We found that two manuscripts with relatively good number of subjects, Rasmussen [9] and Maarbjerg [31] reported the results with variation, in the sense that the former had 139 TN patients with lacrimation, with no conjunctival injection reported, while the latter had 34 conjunctival injection and/or lacrimation reported. Similarly, Haviv [29] reported 14 TN patients with lacrimation but none was reported to have conjunctival injection. The interesting thought in these studies is that it is possible to have lacrimation with pain, with absolutely no redness of conjunctiva. The manner in which these features were reported may explain the heterogeneity of the findings.

As per Rasmussen [9], the most common autonomic features that present with trigeminal neuralgia, in the descending order of prevalence, are lacrimation, rhinorrhea, swelling, flushing and salivation. As per Sjaastad [10], the descending order of prevalence of autonomic features with trigeminal neuralgia was lacrimation, conjunctival injection and rhinorrhea. Most of the studies reported lacrimation/tearing as the most common autonomic feature occurring with TN. Interestingly, the most common prevalent autonomic symptom in neuralgias other than TN was also lacrimation.
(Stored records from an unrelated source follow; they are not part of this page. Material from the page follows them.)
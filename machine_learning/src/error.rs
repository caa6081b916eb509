use std::{
    error::Error,
    fmt::{self, Display},
    io,
};

/// The result type used in the entire machine learning module.
pub type Result<T> = std::result::Result<T, MlErr>;

/// The machine learning module's error type.
#[derive(Debug)]
pub enum MlErr {
    EmptyCohort,
    LayerCountMismatch {
        vector: usize,
        got: usize,
        expected: usize,
    },
    ShapeMismatch {
        vector: usize,
        layer: usize,
        got: Vec<usize>,
        expected: Vec<usize>,
    },
    Codec(String),
    Dataset(String),
    Diverged {
        step: usize,
    },
    Shape(ndarray::ShapeError),
    Json(serde_json::Error),
    Io(io::Error),
}

impl Display for MlErr {
    fn fmt(&self, f: &mut fmt::Formatter<'_>) -> fmt::Result {
        match self {
            MlErr::EmptyCohort => f.write_str("cannot average an empty set of parameter vectors"),
            MlErr::LayerCountMismatch {
                vector,
                got,
                expected,
            } => write!(
                f,
                "parameter vector {vector} has {got} tensors, expected {expected}"
            ),
            MlErr::ShapeMismatch {
                vector,
                layer,
                got,
                expected,
            } => write!(
                f,
                "tensor {layer} of parameter vector {vector} has shape {got:?}, expected {expected:?}"
            ),
            MlErr::Codec(detail) => write!(f, "malformed parameter encoding: {detail}"),
            MlErr::Dataset(detail) => write!(f, "invalid dataset: {detail}"),
            MlErr::Diverged { step } => write!(f, "training diverged at local step {step}"),
            MlErr::Shape(e) => write!(f, "shape error: {e}"),
            MlErr::Json(e) => write!(f, "json error: {e}"),
            MlErr::Io(e) => write!(f, "io error: {e}"),
        }
    }
}

impl Error for MlErr {
    fn source(&self) -> Option<&(dyn Error + 'static)> {
        match self {
            MlErr::Shape(e) => Some(e),
            MlErr::Json(e) => Some(e),
            MlErr::Io(e) => Some(e),
            _ => None,
        }
    }
}

impl From<ndarray::ShapeError> for MlErr {
    fn from(value: ndarray::ShapeError) -> Self {
        Self::Shape(value)
    }
}

impl From<serde_json::Error> for MlErr {
    fn from(value: serde_json::Error) -> Self {
        Self::Json(value)
    }
}

impl From<io::Error> for MlErr {
    fn from(value: io::Error) -> Self {
        Self::Io(value)
    }
}
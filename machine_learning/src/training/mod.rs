mod dense;
mod trainer;

pub use dense::{DenseConfig, DenseTrainer};
pub use trainer::{LocalTrainer, TrainStats};
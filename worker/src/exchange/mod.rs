//! Where workers publish their parameters and read the cohort's.
//!
//! A worker only writes its own slot and only reads after the coordinator's barrier, so the
//! stores never arbitrate between writers. `publish` must be durable before it returns, and
//! `read_all` must only run once `sync` answered `Continue` for the same round.

mod file;
mod memory;

use machine_learning::ParameterVector;

use crate::Result;

pub use file::{FileStore, Layout};
pub use memory::{MemoryStore, StoreEvent};

/// Identifies a participant of the cohort, `0..cohort`.
pub type WorkerId = usize;

/// The vectors published by the whole cohort for one round, in collection order.
#[derive(Debug, Clone, Default, PartialEq)]
pub struct ExchangeRecord {
    entries: Vec<(WorkerId, ParameterVector)>,
}

impl ExchangeRecord {
    pub fn new(entries: Vec<(WorkerId, ParameterVector)>) -> Self {
        Self { entries }
    }

    pub fn len(&self) -> usize {
        self.entries.len()
    }

    pub fn is_empty(&self) -> bool {
        self.entries.is_empty()
    }

    pub fn get(&self, worker: WorkerId) -> Option<&ParameterVector> {
        self.entries
            .iter()
            .find_map(|(id, params)| (*id == worker).then_some(params))
    }

    pub fn workers(&self) -> impl Iterator<Item = WorkerId> + '_ {
        self.entries.iter().map(|(id, _)| *id)
    }

    /// Drops the worker identities, the aggregator treats every participant alike.
    pub fn into_vectors(self) -> Vec<ParameterVector> {
        self.entries.into_iter().map(|(_, params)| params).collect()
    }
}

/// Shared storage for the parameter vectors exchanged each round.
#[allow(unused)]
#[trait_variant::make(ExchangeStore: Send)]
pub trait ExchangeStoreTemplate {
    /// Writes this worker's vector for `round`, overwriting any previous one.
    ///
    /// # Returns
    /// Only once the write is durable, a peer reading after the barrier must never observe a
    /// partial vector.
    async fn publish(&mut self, round: u64, params: &ParameterVector) -> Result<()>;

    /// Reads every participant's vector for `round`.
    ///
    /// # Returns
    /// The full cohort, or `WorkerErr::Exchange` if any expected entry is missing or corrupt.
    /// A partial cohort is never returned.
    async fn read_all(&self, round: u64) -> Result<ExchangeRecord>;

    /// Drops this worker's own entry for `round`, once no peer can still need it.
    ///
    /// Retiring an entry that is already gone is not an error.
    async fn retire(&mut self, round: u64) -> Result<()>;
}
use std::{
    io,
    path::{Path, PathBuf},
    time::Duration,
};

use log::info;
use machine_learning::ParameterVector;
use tokio::{fs, io::AsyncWriteExt};

use crate::Result;

/// Accuracy history of a worker, one entry appended per round.
#[derive(Debug, Default, Clone, PartialEq)]
pub struct Metrics {
    pub local_accuracy: Vec<f32>,
    pub global_accuracy: Vec<f32>,
    pub elapsed: Duration,
}

impl Metrics {
    #[inline]
    pub fn push_local(&mut self, accuracy: f32) {
        self.local_accuracy.push(accuracy);
    }

    #[inline]
    pub fn push_global(&mut self, accuracy: f32) {
        self.global_accuracy.push(accuracy);
    }
}

/// What a finished worker leaves behind.
#[derive(Debug, Clone)]
pub struct RunReport {
    pub metrics: Metrics,
    /// The parameters held when the worker stopped.
    pub params: ParameterVector,
    /// The round the stop arrived at.
    pub rounds: u64,
}

impl RunReport {
    /// Writes the report under `dir`.
    ///
    /// The latency and accuracy files are appended to, so repeated runs of the same cohort
    /// size accumulate in them. The final parameters are overwritten.
    ///
    /// # Args
    /// * `dir` - Output directory, created if missing.
    /// * `cohort` - The cohort size, used to name the files.
    /// * `worker_id` - This worker's identity, used to name the parameter file.
    pub async fn persist(&self, dir: &Path, cohort: usize, worker_id: usize) -> Result<()> {
        fs::create_dir_all(dir).await?;

        let latency = format!("{}\n", self.metrics.elapsed.as_secs_f64());
        append(&dir.join(format!("latency_{cohort}.txt")), &latency).await?;

        let local = serde_json::to_string(&self.metrics.local_accuracy).map_err(io::Error::from)?;
        append(&dir.join(format!("acc_local_{cohort}.txt")), &local).await?;

        let global =
            serde_json::to_string(&self.metrics.global_accuracy).map_err(io::Error::from)?;
        append(&dir.join(format!("acc_global_{cohort}.txt")), &global).await?;

        let params = self
            .params
            .to_json()
            .map_err(|e| io::Error::new(io::ErrorKind::InvalidData, e))?;
        fs::write(params_path(dir, cohort, worker_id), params).await?;

        info!(
            worker_id = worker_id, rounds = self.rounds;
            "results written to {}", dir.display()
        );
        Ok(())
    }
}

fn params_path(dir: &Path, cohort: usize, worker_id: usize) -> PathBuf {
    dir.join(format!("params_{cohort}_{worker_id}.json"))
}

async fn append(path: &Path, text: &str) -> io::Result<()> {
    let mut file = fs::OpenOptions::new()
        .create(true)
        .append(true)
        .open(path)
        .await?;

    file.write_all(text.as_bytes()).await?;
    file.flush().await
}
As per our review/meta-analysis, the prevalence of the autonomic features for all craniofacial neuralgias in the descending order is as follows, lacrimation, conjunctival injection, nasal congestion, rhinorrhea, flushing, edema/swelling, salivation, ptosis and sweating. Also, the prevalence of the autonomic features for trigeminal neuralgia in the descending order is as follows, lacrimation, rhinorrhea, flushing, salivation, conjunctival injection, ptosis, edema/swelling, sweating and nasal congestion. With TN, the most common autonomic feature was lacrimation, and the least common was nasal congestion. In the neuralgias other than cranial (i.e., occipital neuralgia), the most prevalent autonomic symptom was nasal congestion.

Lacrimation is due to (1) dysfunction in the parasympathetic part of the autonomic nervous system, (2) trigeminal autonomic reflex through a link between cranial nerve V and VII at the brainstem level, (3) stimulation of the mucosa of eye and nose through the sensory nervous system, (4) stimulation of the trigeminal ganglion (5) “Tic” of the facial nerve accompanying TN pain (6) several mechanisms acting either separately or together produce lacrimation in TN. Parasympathetic activation can cause salivation in TN cases [25]. V1, V2 involvement had more lacrimation; when only V2 was involved, rhinorrhea, swelling and flushing dominated; when V3 was involved, salivation was the dominant autonomic symptom [9]. Salivation occurs more with the involvement of V3 division of the trigeminal nerve. Lacrimation occurred more with involvement of V2 [25]. Autonomic phenomena occurred more during the later stages, severe attacks, and long-lasting attacks of neuralgias [10]. When autonomic features were involved, there was wider distribution of the pain. Reduction in autonomic symptoms occurred concomitantly with pain reduction [9]. Autonomic features outlasted the pain attacks by a few seconds [19]. The dosage of carbamazepine necessary for adequate analgesia was doubled in TN with lacrimation, compared to TN without lacrimation [25].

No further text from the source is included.